Search code examples
pythonmachine-learningneural-networkfeature-extractionpybrain

Pybrain Text Classification: data and input


I have 3 sets of sentences (varying in word counts), but I don't know how to extract features from the text such that the input dimension will remain the same.

For example, I've tried bag-of-words but, since the word-count variation causes input-dimension variation, I eventually get errors.

I would much appreciate it if you could show me an approach to preparing the string data for the neural network.

Thank you!

(Python 2.7 in Windows 7)


Solution

  • How to format the input

    This is an extraction from wikipedia.org


    Here are two simple text documents:

    John likes to watch movies. Mary likes too.


    John also likes to watch football games.

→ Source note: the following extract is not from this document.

pub mod csv_export;
pub mod csv_import;
pub mod file;

pub use file::{load_project, save_project};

    Based on these two text documents, a dictionary is constructed as:

    {
        "John": 1,
        "likes": 2,
        "to": 3,
        "watch": 4,
        "movies": 5,
        "also": 6,
        "football": 7,
        "games": 8,
        "Mary": 9,
        "too": 10
    }
    

    which has 10 distinct words. And using the indexes of the dictionary, each document is represented by a 10-entry vector:

    [1, 2, 1, 1, 1, 0, 0, 0, 1, 1]
    [1, 1, 1, 1, 0, 1, 1, 1, 0, 0]
    


    Your input will remain the same size, regardless of the length of your document. I hope this will help you.